The family, for close to a year, has been financially dependent on Bishwadeep, who works with a catering company, and Krishnendu, who is employed with a pharmacy. For six months before the Amby factory was shut, Das was not paid his salary of Rs 12,000 (he joined HM in 1983 at Rs 5,000 a month). His sons earn “paltry” amounts too, he says.
“We stopped eating fish long ago. Now we buy coarse rice and less food. We are afraid of medical emergencies as there is no financial support,” says Bishwadeep.
Around Rs 18,000 was spent to treat Das’s stroke, and Rs 70,000 more is needed for his pacemaker. “We have no idea how to get the money,” he says.

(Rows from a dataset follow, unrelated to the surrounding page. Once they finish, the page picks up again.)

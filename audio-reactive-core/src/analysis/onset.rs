use super::bands::compand;

/// Weight of the previous onset value in its fixed EMA.
const ONSET_RETAIN: f32 = 0.6;

/// Spectral-flux onset strength.
///
/// Sums the positive frame-to-frame magnitude changes, compands the sum like
/// the band spectrum and smooths it with a fixed 0.6/0.4 EMA that is
/// independent of the user smoothing control.
#[derive(Debug, Default, Clone)]
pub struct OnsetDetector {
    previous: Vec<f32>,
    level: f32,
}

impl OnsetDetector {
    pub fn new() -> Self {
        Self::default()
    }

    /// Current smoothed onset strength in 0..=1.
    pub fn level(&self) -> f32 {
        self.level
    }

    /// Feed one unsmoothed magnitude spectrum and return the updated strength.
    pub fn update(&mut self, magnitudes: &[f32]) -> f32 {
        if self.previous.len() != magnitudes.len() {
            self.previous = vec![0.0; magnitudes.len()];
        }

        let flux: f32 = magnitudes
            .iter()
            .zip(&self.previous)
            .map(|(&current, &prev)| (current - prev).max(0.0))
            .sum();
        self.previous.copy_from_slice(magnitudes);

        let novelty = compand(flux).min(1.0);
        self.level = (ONSET_RETAIN * self.level + (1.0 - ONSET_RETAIN) * novelty).clamp(0.0, 1.0);
        self.level
    }

    /// Forget the previous spectrum (e.g. after a resize).
    pub fn clear_history(&mut self) {
        self.previous.clear();
    }

    pub fn reset(&mut self) {
        self.previous.clear();
        self.level = 0.0;
    }
}

#[cfg(test)]
mod tests {
    use super::*;
    use approx::assert_abs_diff_eq;

    #[test]
    fn steady_spectrum_has_no_flux() {
        let mut onset = OnsetDetector::new();
        let frame = vec![0.2f32; 64];
        onset.update(&frame);
        for _ in 0..40 {
            onset.update(&frame);
        }
        assert!(onset.level() < 1e-6);
    }

    #[test]
    fn rising_energy_drives_onset() {
        let mut onset = OnsetDetector::new();
        onset.update(&vec![0.0f32; 64]);
        let level = onset.update(&vec![0.5f32; 64]);
        // flux = 32 -> companded past 1 -> 0.4 after one frame
        assert_abs_diff_eq!(level, 0.4, epsilon = 1e-6);
        let level = onset.update(&vec![1.0f32; 64]);
        assert_abs_diff_eq!(level, 0.64, epsilon = 1e-6);
    }

    #[test]
    fn falling_energy_is_ignored() {
        let mut onset = OnsetDetector::new();
        onset.update(&vec![1.0f32; 16]);
        let before = onset.level();
        let after = onset.update(&vec![0.0f32; 16]);
        assert!(after < before);
        assert_abs_diff_eq!(after, before * 0.6, epsilon = 1e-6);
    }

    #[test]
    fn length_change_restarts_history() {
        let mut onset = OnsetDetector::new();
        onset.update(&vec![1.0f32; 16]);
        onset.clear_history();
        let level = onset.update(&vec![1.0f32; 32]);
        assert!(level > 0.0);
        onset.reset();
        assert_eq!(onset.level(), 0.0);
    }
}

By evening, Das heads out to the homes of former colleagues. Over puffed rice and fritters, they talk about what the union members and ministers have been doing to try get the factory re-opened.
“I don’t know if I and the other workers would get provident fund and gratuity money,” says Das.
While some workers are despondent, others keep their hopes up. They relive old memories and laugh. “We don’t crib, we always talk positively, like how people are working to bring back the glorious days of Hind Motors when workers would work in three shifts, round the clock, to produce shiny Ambys. We know we are hoping against hope but we still hope,” Das says.